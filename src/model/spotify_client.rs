//! Playlist search and shuffle-and-play on top of a [`MusicService`]

use std::future::Future;
use std::sync::Arc;
use std::time::Duration;

use rand::SeedableRng;
use rand::rngs::StdRng;
use tokio::sync::{Mutex, RwLock};

use super::service::{MusicService, ServiceError};
use super::tracks::{filter_track_uris, shuffle_uris};
use super::types::{Page, PlaylistSummary, ShuffleOutcome, SHUFFLE_PLAYLIST_NAME};

/// Rate-limit pacing for writes to the shuffle playlist
#[derive(Clone, Copy, Debug)]
pub struct Pacing {
    /// Maximum URIs per add call
    pub batch_size: usize,
    /// Pause between two add calls
    pub batch_delay: Duration,
    /// Pause between the last write and starting playback
    pub settle_delay: Duration,
}

impl Pacing {
    pub const BATCH_SIZE: usize = 50;

    #[cfg(test)]
    pub fn immediate() -> Self {
        Self {
            batch_size: Self::BATCH_SIZE,
            batch_delay: Duration::ZERO,
            settle_delay: Duration::ZERO,
        }
    }
}

impl Default for Pacing {
    fn default() -> Self {
        Self {
            batch_size: Self::BATCH_SIZE,
            batch_delay: Duration::from_millis(500),
            settle_delay: Duration::from_secs(1),
        }
    }
}

/// Collect every item of a paginated listing, following `next_offset` until
/// the last page.
pub async fn collect_pages<T, F, Fut>(mut fetch: F) -> Result<Vec<T>, ServiceError>
where
    F: FnMut(u32) -> Fut,
    Fut: Future<Output = Result<Page<T>, ServiceError>>,
{
    let mut items = Vec::new();
    let mut offset = 0;

    loop {
        let page = fetch(offset).await?;
        let was_empty = page.items.is_empty();
        items.extend(page.items);

        match page.next_offset {
            // An empty page or a non-advancing offset would loop forever
            Some(next) if !was_empty && next > offset => offset = next,
            _ => break,
        }
    }

    Ok(items)
}

/// Case-insensitive name filter preserving order. An empty term keeps everything.
pub fn filter_playlists(playlists: &[PlaylistSummary], term: &str) -> Vec<PlaylistSummary> {
    if term.is_empty() {
        return playlists.to_vec();
    }

    let needle = term.to_lowercase();
    playlists
        .iter()
        .filter(|playlist| playlist.name.to_lowercase().contains(&needle))
        .cloned()
        .collect()
}

/// Playlist search and shuffling for the authenticated user
#[derive(Clone)]
pub struct SpotifyClient {
    service: Arc<dyn MusicService>,
    all_playlists: Arc<Vec<PlaylistSummary>>,
    filtered_playlists: Arc<RwLock<Vec<PlaylistSummary>>>,
    shuffle_playlist: Arc<RwLock<PlaylistSummary>>,
    // Held for the whole rebuild so two shuffles never interleave their writes
    shuffle_guard: Arc<Mutex<()>>,
    rng: Arc<Mutex<StdRng>>,
    pacing: Pacing,
}

impl SpotifyClient {
    pub async fn connect(service: Arc<dyn MusicService>, pacing: Pacing) -> Result<Self, ServiceError> {
        Self::connect_with_rng(service, pacing, StdRng::from_os_rng()).await
    }

    /// Fetch all playlists and make sure the shuffle playlist exists.
    ///
    /// `rng` drives every shuffle this client performs; seed it for
    /// reproducible orderings.
    pub async fn connect_with_rng(
        service: Arc<dyn MusicService>,
        pacing: Pacing,
        rng: StdRng,
    ) -> Result<Self, ServiceError> {
        let playlists = fetch_all_playlists(service.as_ref()).await?;
        tracing::info!(count = playlists.len(), "Loaded user playlists");

        let shuffle_playlist = ensure_shuffle_playlist(service.as_ref(), &playlists).await?;

        Ok(Self {
            service,
            filtered_playlists: Arc::new(RwLock::new(playlists.clone())),
            all_playlists: Arc::new(playlists),
            shuffle_playlist: Arc::new(RwLock::new(shuffle_playlist)),
            shuffle_guard: Arc::new(Mutex::new(())),
            rng: Arc::new(Mutex::new(rng)),
            pacing,
        })
    }

    pub fn all_playlists(&self) -> &[PlaylistSummary] {
        &self.all_playlists
    }

    pub async fn filtered_playlists(&self) -> Vec<PlaylistSummary> {
        self.filtered_playlists.read().await.clone()
    }

    pub async fn shuffle_playlist(&self) -> PlaylistSummary {
        self.shuffle_playlist.read().await.clone()
    }

    /// Recompute the filtered playlists for `term` from the cached full set
    pub async fn search(&self, term: &str) -> Vec<PlaylistSummary> {
        let filtered = filter_playlists(&self.all_playlists, term);
        tracing::debug!(term, matches = filtered.len(), "Filtered playlists");
        *self.filtered_playlists.write().await = filtered.clone();
        filtered
    }

    /// Copy the named playlist into the shuffle playlist in random order and
    /// start playing it on the first available device.
    ///
    /// Never fails: every error is logged and reported as an outcome.
    pub async fn shuffle_and_play(&self, playlist_name: &str) -> ShuffleOutcome {
        let Ok(_guard) = self.shuffle_guard.try_lock() else {
            tracing::warn!(playlist = playlist_name, "Shuffle already in progress, ignoring request");
            return ShuffleOutcome::Busy;
        };

        match self.rebuild_and_play(playlist_name).await {
            Ok(outcome) => {
                tracing::info!(playlist = playlist_name, ?outcome, "Shuffle finished");
                outcome
            }
            Err(e) => {
                tracing::error!(playlist = playlist_name, error = %e, "Error shuffling playlist");
                ShuffleOutcome::NetworkError(e.to_string())
            }
        }
    }

    async fn rebuild_and_play(&self, playlist_name: &str) -> Result<ShuffleOutcome, ServiceError> {
        let source = {
            let filtered = self.filtered_playlists.read().await;
            filtered.iter().find(|p| p.name == playlist_name).cloned()
        };
        let Some(source) = source else {
            tracing::info!(playlist = playlist_name, "No playlist found with that name");
            return Ok(ShuffleOutcome::NotFound);
        };
        tracing::debug!(playlist_id = %source.id, "Found playlist");

        let service = self.service.as_ref();
        let source_id = source.id.as_str();
        let entries = collect_pages(move |offset| service.playlist_items_page(source_id, offset)).await?;
        let total_entries = entries.len();

        let mut uris = filter_track_uris(entries);
        tracing::info!(
            playlist_id = %source.id,
            valid = uris.len(),
            skipped = total_entries - uris.len(),
            "Collected playlist tracks"
        );
        if uris.is_empty() {
            return Ok(ShuffleOutcome::NoValidTracks);
        }

        shuffle_uris(&mut uris, &mut *self.rng.lock().await);

        let target = self.clear_shuffle_playlist().await?;
        let failed_batches = self.append_in_batches(&target.id, &uris).await;

        tokio::time::sleep(self.pacing.settle_delay).await;

        let devices = self.service.devices().await?;
        let device = devices.into_iter().find_map(|d| {
            let id = d.id?;
            tracing::debug!(device = %d.name, active = d.is_active, "Selected playback device");
            Some((id, d.name))
        });

        match device {
            Some((device_id, device_name)) => {
                self.service.start_playback(&device_id, &target.uri).await?;
                Ok(ShuffleOutcome::Playing {
                    tracks: uris.len(),
                    failed_batches,
                    device: device_name,
                })
            }
            None => {
                tracing::info!("No active devices found, skipping playback");
                Ok(ShuffleOutcome::NoActiveDevice {
                    tracks: uris.len(),
                    failed_batches,
                })
            }
        }
    }

    /// Empty the shuffle playlist. A cached id the service no longer knows is
    /// re-resolved once before giving up.
    async fn clear_shuffle_playlist(&self) -> Result<PlaylistSummary, ServiceError> {
        let cached = self.shuffle_playlist().await;

        match self.service.replace_items(&cached.id, &[]).await {
            Ok(()) => Ok(cached),
            Err(ServiceError::NotFound(reason)) => {
                tracing::warn!(playlist_id = %cached.id, reason = %reason, "Shuffle playlist vanished, resolving it again");
                let playlists = fetch_all_playlists(self.service.as_ref()).await?;
                let refreshed = ensure_shuffle_playlist(self.service.as_ref(), &playlists).await?;
                *self.shuffle_playlist.write().await = refreshed.clone();

                self.service.replace_items(&refreshed.id, &[]).await?;
                Ok(refreshed)
            }
            Err(e) => Err(e),
        }
    }

    /// Append `uris` in paced batches. Returns how many batches failed.
    async fn append_in_batches(&self, playlist_id: &str, uris: &[String]) -> usize {
        let batch_size = self.pacing.batch_size.max(1);
        let total = uris.len().div_ceil(batch_size);
        let mut failed = 0;

        for (index, chunk) in uris.chunks(batch_size).enumerate() {
            if index > 0 {
                tokio::time::sleep(self.pacing.batch_delay).await;
            }

            if let Err(e) = self.service.add_items(playlist_id, chunk).await {
                tracing::warn!(batch = index + 1, total, error = %e, "Error adding batch, continuing");
                failed += 1;
            }
        }

        failed
    }
}

async fn fetch_all_playlists(service: &dyn MusicService) -> Result<Vec<PlaylistSummary>, ServiceError> {
    collect_pages(move |offset| service.playlists_page(offset)).await
}

async fn ensure_shuffle_playlist(
    service: &dyn MusicService,
    playlists: &[PlaylistSummary],
) -> Result<PlaylistSummary, ServiceError> {
    let mut matches = playlists.iter().filter(|p| p.name == SHUFFLE_PLAYLIST_NAME);

    if let Some(existing) = matches.next() {
        let duplicates = matches.count();
        if duplicates > 0 {
            tracing::warn!(duplicates, playlist_id = %existing.id, "Several shuffle playlists found, using the first");
        }
        return Ok(existing.clone());
    }

    let user_id = service.current_user_id().await?;
    let created = service.create_playlist(&user_id, SHUFFLE_PLAYLIST_NAME).await?;
    tracing::info!(playlist_id = %created.id, "Created shuffle playlist");
    Ok(created)
}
------------------------------------
**Exercise details:** Above are the records; copy every line in them that holds the word "Duration".

**Written answer:**
use std::time::Duration;
    pub batch_delay: Duration,
    pub settle_delay: Duration,
            batch_delay: Duration::ZERO,
            settle_delay: Duration::ZERO,
            batch_delay: Duration::from_millis(500),
            settle_delay: Duration::from_secs(1),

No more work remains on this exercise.